Task objective. When you find the line with "fn merge_notice(a: Option<MediaNotice>, b: Option<MediaNotice>)" among the records below, reproduce it and each line after it exactly, ending with the line with "let audio = if".

Data under study.
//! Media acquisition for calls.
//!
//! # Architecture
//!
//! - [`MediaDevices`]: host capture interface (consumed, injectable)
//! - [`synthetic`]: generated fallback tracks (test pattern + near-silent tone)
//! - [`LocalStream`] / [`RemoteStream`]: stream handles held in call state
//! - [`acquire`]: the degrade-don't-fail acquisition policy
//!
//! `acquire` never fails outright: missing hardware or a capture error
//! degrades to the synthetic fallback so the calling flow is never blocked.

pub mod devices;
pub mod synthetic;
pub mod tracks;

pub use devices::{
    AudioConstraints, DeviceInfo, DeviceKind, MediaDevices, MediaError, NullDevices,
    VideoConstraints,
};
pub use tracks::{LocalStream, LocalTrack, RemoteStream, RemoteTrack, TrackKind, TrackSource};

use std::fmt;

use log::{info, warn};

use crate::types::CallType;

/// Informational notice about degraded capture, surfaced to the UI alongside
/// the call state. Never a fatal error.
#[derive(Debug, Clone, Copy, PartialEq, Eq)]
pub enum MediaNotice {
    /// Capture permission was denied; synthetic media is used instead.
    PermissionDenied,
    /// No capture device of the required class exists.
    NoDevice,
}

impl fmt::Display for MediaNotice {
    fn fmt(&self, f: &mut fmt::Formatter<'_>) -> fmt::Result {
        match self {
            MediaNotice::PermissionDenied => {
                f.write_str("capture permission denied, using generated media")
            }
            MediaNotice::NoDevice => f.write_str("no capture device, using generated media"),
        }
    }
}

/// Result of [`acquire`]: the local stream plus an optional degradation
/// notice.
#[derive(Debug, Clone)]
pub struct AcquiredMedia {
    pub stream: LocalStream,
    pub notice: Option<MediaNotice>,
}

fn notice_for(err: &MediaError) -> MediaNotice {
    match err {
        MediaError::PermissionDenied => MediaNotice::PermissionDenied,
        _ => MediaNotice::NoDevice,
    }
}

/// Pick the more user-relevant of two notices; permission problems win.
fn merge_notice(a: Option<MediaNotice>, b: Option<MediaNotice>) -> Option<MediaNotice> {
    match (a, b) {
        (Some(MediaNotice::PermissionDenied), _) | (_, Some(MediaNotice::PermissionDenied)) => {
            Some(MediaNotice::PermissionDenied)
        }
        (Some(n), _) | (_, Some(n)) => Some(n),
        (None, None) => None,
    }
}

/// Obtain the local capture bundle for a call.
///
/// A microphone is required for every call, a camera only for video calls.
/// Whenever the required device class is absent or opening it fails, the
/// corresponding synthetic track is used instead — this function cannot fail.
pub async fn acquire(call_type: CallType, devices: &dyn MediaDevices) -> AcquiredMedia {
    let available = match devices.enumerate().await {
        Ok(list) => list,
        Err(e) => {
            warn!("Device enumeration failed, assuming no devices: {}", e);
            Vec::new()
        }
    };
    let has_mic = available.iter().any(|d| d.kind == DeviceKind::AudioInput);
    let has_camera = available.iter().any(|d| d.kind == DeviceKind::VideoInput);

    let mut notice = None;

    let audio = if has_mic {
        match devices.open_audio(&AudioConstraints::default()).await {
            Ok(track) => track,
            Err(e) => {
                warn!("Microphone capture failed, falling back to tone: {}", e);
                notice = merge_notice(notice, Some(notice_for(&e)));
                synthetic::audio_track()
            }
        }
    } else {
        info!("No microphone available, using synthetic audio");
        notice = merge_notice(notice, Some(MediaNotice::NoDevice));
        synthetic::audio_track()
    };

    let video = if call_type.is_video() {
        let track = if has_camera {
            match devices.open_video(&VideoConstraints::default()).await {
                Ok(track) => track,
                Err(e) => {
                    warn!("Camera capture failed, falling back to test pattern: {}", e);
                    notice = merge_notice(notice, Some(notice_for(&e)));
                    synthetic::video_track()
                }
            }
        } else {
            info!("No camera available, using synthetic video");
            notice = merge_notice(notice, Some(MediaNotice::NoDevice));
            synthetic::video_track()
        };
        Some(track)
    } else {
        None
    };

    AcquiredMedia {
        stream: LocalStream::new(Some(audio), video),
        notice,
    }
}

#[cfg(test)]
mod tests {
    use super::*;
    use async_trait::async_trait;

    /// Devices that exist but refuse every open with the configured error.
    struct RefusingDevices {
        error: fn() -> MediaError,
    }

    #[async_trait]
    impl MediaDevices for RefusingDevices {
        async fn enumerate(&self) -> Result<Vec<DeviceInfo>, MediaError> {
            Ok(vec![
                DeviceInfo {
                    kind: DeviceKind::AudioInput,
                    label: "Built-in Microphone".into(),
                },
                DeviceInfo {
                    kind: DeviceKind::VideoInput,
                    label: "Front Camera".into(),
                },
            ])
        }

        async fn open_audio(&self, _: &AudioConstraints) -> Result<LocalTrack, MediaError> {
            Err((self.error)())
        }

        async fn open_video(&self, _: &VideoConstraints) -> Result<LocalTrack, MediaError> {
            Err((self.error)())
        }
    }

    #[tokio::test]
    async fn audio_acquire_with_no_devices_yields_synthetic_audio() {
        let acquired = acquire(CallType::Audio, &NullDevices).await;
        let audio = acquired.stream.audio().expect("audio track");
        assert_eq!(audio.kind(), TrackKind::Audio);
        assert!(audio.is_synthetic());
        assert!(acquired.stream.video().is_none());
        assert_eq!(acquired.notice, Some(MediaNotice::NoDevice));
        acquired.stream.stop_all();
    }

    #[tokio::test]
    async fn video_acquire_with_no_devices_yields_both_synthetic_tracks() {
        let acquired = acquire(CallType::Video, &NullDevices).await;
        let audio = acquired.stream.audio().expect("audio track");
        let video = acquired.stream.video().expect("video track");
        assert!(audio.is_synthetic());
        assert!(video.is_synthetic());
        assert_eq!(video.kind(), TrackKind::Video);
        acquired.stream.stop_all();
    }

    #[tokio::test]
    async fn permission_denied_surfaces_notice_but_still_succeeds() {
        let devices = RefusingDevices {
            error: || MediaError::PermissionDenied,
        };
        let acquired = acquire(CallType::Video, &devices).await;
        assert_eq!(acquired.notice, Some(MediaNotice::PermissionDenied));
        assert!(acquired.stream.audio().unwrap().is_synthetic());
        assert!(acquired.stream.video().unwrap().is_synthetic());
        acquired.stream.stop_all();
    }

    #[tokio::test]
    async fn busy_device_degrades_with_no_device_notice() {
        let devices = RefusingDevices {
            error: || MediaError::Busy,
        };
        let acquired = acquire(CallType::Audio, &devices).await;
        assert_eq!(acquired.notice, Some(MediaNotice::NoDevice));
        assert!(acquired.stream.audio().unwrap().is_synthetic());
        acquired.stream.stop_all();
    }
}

Written reply.
fn merge_notice(a: Option<MediaNotice>, b: Option<MediaNotice>) -> Option<MediaNotice> {
    match (a, b) {
        (Some(MediaNotice::PermissionDenied), _) | (_, Some(MediaNotice::PermissionDenied)) => {
            Some(MediaNotice::PermissionDenied)
        }
        (Some(n), _) | (_, Some(n)) => Some(n),
        (None, None) => None,
    }
}

/// Obtain the local capture bundle for a call.
///
/// A microphone is required for every call, a camera only for video calls.
/// Whenever the required device class is absent or opening it fails, the
/// corresponding synthetic track is used instead — this function cannot fail.
pub async fn acquire(call_type: CallType, devices: &dyn MediaDevices) -> AcquiredMedia {
    let available = match devices.enumerate().await {
        Ok(list) => list,
        Err(e) => {
            warn!("Device enumeration failed, assuming no devices: {}", e);
            Vec::new()
        }
    };
    let has_mic = available.iter().any(|d| d.kind == DeviceKind::AudioInput);
    let has_camera = available.iter().any(|d| d.kind == DeviceKind::VideoInput);

    let mut notice = None;

    let audio = if has_mic {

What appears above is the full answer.